## [Prompt]
Print the records below from the first line through the line containing "pub fn delay_on(&self, marker: &str, delay: Duration)", both included, word for word.

## [Recorded information]

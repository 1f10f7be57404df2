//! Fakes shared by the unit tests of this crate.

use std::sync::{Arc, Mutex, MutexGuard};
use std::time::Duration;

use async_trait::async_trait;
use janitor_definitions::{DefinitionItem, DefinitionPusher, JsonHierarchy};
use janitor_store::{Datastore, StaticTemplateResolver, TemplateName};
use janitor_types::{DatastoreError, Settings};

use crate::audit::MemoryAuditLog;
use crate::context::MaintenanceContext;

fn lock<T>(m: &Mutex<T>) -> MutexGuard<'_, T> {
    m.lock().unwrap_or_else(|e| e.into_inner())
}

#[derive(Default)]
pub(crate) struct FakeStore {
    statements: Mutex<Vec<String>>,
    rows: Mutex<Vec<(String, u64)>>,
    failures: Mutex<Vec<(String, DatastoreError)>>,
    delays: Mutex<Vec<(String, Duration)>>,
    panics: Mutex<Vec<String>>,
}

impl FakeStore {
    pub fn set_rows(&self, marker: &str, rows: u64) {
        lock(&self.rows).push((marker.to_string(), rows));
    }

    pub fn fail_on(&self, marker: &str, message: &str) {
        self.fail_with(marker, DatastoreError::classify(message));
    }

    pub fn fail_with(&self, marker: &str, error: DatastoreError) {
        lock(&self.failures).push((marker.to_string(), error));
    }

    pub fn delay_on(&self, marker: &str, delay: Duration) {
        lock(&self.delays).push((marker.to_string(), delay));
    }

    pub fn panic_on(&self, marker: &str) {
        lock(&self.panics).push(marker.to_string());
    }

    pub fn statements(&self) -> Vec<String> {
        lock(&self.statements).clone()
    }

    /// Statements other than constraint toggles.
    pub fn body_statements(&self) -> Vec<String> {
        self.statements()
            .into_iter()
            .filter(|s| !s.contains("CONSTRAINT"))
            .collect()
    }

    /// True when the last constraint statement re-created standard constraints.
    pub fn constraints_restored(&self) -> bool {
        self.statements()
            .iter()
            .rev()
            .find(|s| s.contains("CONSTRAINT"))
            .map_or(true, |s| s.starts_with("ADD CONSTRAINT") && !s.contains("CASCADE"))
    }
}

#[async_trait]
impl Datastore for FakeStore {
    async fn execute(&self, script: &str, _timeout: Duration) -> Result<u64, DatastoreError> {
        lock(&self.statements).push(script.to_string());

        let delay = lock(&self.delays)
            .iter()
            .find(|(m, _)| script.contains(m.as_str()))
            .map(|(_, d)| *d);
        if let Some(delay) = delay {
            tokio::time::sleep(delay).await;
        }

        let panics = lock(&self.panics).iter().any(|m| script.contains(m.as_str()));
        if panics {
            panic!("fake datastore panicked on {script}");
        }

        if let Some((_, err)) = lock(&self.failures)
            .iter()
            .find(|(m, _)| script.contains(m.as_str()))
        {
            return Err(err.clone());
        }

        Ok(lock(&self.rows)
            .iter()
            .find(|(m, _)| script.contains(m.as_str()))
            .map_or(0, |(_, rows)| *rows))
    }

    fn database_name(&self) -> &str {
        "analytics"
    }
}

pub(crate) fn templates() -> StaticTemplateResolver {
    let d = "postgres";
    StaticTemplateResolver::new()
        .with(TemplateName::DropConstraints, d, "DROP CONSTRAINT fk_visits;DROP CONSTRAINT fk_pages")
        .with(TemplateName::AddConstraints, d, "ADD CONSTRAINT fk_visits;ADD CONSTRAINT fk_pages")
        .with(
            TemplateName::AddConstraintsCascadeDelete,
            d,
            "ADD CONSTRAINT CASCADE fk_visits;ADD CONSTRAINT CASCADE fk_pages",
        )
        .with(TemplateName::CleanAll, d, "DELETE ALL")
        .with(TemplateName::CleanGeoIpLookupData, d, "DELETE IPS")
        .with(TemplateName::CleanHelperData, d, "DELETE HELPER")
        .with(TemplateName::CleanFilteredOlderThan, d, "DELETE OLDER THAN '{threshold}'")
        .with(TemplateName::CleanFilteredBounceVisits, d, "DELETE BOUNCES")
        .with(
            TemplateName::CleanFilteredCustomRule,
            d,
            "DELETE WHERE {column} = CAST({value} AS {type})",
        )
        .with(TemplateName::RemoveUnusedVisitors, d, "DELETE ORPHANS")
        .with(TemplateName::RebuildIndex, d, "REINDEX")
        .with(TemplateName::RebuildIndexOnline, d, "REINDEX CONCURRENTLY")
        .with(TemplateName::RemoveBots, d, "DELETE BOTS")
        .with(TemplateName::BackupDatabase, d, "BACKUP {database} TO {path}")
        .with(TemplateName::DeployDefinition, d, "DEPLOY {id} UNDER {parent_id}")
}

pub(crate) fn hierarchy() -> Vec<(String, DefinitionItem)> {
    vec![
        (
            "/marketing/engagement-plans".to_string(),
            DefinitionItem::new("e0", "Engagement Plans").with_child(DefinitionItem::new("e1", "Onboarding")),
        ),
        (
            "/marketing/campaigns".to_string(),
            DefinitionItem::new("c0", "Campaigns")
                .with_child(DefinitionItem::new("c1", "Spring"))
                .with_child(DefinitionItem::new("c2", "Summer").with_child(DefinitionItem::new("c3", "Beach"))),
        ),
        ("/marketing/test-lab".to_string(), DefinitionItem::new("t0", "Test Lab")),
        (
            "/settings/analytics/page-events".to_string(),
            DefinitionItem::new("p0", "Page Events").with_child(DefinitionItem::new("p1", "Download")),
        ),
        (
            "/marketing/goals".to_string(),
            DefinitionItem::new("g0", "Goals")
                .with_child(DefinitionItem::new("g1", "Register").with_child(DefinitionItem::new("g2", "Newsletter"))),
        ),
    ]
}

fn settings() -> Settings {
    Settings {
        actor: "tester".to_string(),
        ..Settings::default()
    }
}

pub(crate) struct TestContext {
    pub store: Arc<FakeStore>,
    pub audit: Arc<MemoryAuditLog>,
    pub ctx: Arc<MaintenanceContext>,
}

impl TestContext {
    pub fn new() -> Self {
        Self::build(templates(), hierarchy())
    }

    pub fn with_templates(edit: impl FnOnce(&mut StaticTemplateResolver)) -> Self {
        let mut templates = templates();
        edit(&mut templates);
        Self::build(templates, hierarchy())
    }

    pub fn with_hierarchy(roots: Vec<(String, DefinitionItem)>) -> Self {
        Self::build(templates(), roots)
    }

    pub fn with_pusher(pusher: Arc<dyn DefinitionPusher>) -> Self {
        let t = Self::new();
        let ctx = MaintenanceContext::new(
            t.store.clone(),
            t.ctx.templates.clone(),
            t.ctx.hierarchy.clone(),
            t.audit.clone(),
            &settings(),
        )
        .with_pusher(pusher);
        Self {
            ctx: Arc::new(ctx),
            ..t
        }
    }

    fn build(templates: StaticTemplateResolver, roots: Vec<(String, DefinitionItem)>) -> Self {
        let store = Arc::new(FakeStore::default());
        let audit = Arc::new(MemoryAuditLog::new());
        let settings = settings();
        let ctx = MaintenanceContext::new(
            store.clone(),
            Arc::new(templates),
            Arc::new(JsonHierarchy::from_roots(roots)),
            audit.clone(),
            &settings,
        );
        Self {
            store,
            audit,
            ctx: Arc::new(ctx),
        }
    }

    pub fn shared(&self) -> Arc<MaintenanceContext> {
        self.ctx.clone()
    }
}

## [Finished exercise]
repository 1f10f7be57404df2
//! Fakes shared by the unit tests of this crate.

use std::sync::{Arc, Mutex, MutexGuard};
use std::time::Duration;

use async_trait::async_trait;
use janitor_definitions::{DefinitionItem, DefinitionPusher, JsonHierarchy};
use janitor_store::{Datastore, StaticTemplateResolver, TemplateName};
use janitor_types::{DatastoreError, Settings};

use crate::audit::MemoryAuditLog;
use crate::context::MaintenanceContext;

fn lock<T>(m: &Mutex<T>) -> MutexGuard<'_, T> {
    m.lock().unwrap_or_else(|e| e.into_inner())
}

#[derive(Default)]
pub(crate) struct FakeStore {
    statements: Mutex<Vec<String>>,
    rows: Mutex<Vec<(String, u64)>>,
    failures: Mutex<Vec<(String, DatastoreError)>>,
    delays: Mutex<Vec<(String, Duration)>>,
    panics: Mutex<Vec<String>>,
}

impl FakeStore {
    pub fn set_rows(&self, marker: &str, rows: u64) {
        lock(&self.rows).push((marker.to_string(), rows));
    }

    pub fn fail_on(&self, marker: &str, message: &str) {
        self.fail_with(marker, DatastoreError::classify(message));
    }

    pub fn fail_with(&self, marker: &str, error: DatastoreError) {
        lock(&self.failures).push((marker.to_string(), error));
    }

    pub fn delay_on(&self, marker: &str, delay: Duration) {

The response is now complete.